Abu-l Aas inherited the Quraysh love for trade. The Quraysh of course were known to be masters of the two annual trading expeditions, the winter expedition to the south, to Yemen, and the summer expedition to the north, to Syria. These two expeditions are mentioned in the Quran in the chapter named after the Quraysh.

The caravans of Abu-l Ads always plied between Makkah and Syria. Each caravan was made up of two hundred men and a hundred camels. People would entrust their wealth and their goods to him to trade on their behalf because of his skill as a merchant, his honesty and his trustworthiness.

The maternal aunt of Abu-l Aas was Khadijah bint Khuwaylid, the wife of Muhammad ibn Abdullah. She treated him like a mother would her own son, with love and affection. Muhammad too was extremely fond of him.

The years went by quickly in the household of Muhammad and Khadijah. Zanaib, their eldest daughter, soon grew up and blossomed forth like a lovely flower. She was much sought after in marriage by the sons of respectable Makkan nobles. And why not? She was one of the most distinguished Makkan girls in lineage and social standing. She was blessed with the most honorable father and mother. And she had the finest morals and behavior.


Which one of these scions of Makkan nobility would win her hand? Abu-l Aas ibn Rabi'ah was the one who did.

Abu-l Aas and Zaynab were only married a few years when the Divine light of Islam radiated over Makkah. Muhammad, the father of Zaynab, was now the Prophet of God, sent to convey the religion of guidance and truth. He was commanded to convey the message of Islam first to his family and nearest relatives.
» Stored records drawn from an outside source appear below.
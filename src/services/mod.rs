//! Service layer for topiccut
//!
//! Services coordinate the remote API and local resources on behalf of the
//! presentation layer.

pub mod submission;

pub use submission::{DiskFiles, FileSource, SubmissionService};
The first women to believe in him and accept Islam were his wife Khadijah and his daughters Zaynab, Ruqayyah, Umm Kulthum and Fatimah. Fatimah was very young at the time.

Zaynab's husband however did not like leaving the religion of his forefathers and he refused to adopt the religion which his wife now followed although he was completely devoted to her and loved her dearly with a pure and sincere love.

Before long, the confrontation between the Prophet, peace be upon him, and the Quraysh developed and grew bitter. The Quraysh felt that it was intolerable for their sons to remain married to Muhammad's daughters. They also considered that it would be an embarrassing and difficult situation for Muhammad if his daughters were to be returned to his household. So they went to Abu-l Aas and said:

"Divorce your wife, Abu-l Aas, and send her back to her father's house. We shall then marry you to any of the most charming and noble women of the Quraysh you desire."

"No, by God," said Abu-l Aas firmly. "I shall not divorce my wife and I do not wish to have in her place any woman in all the world."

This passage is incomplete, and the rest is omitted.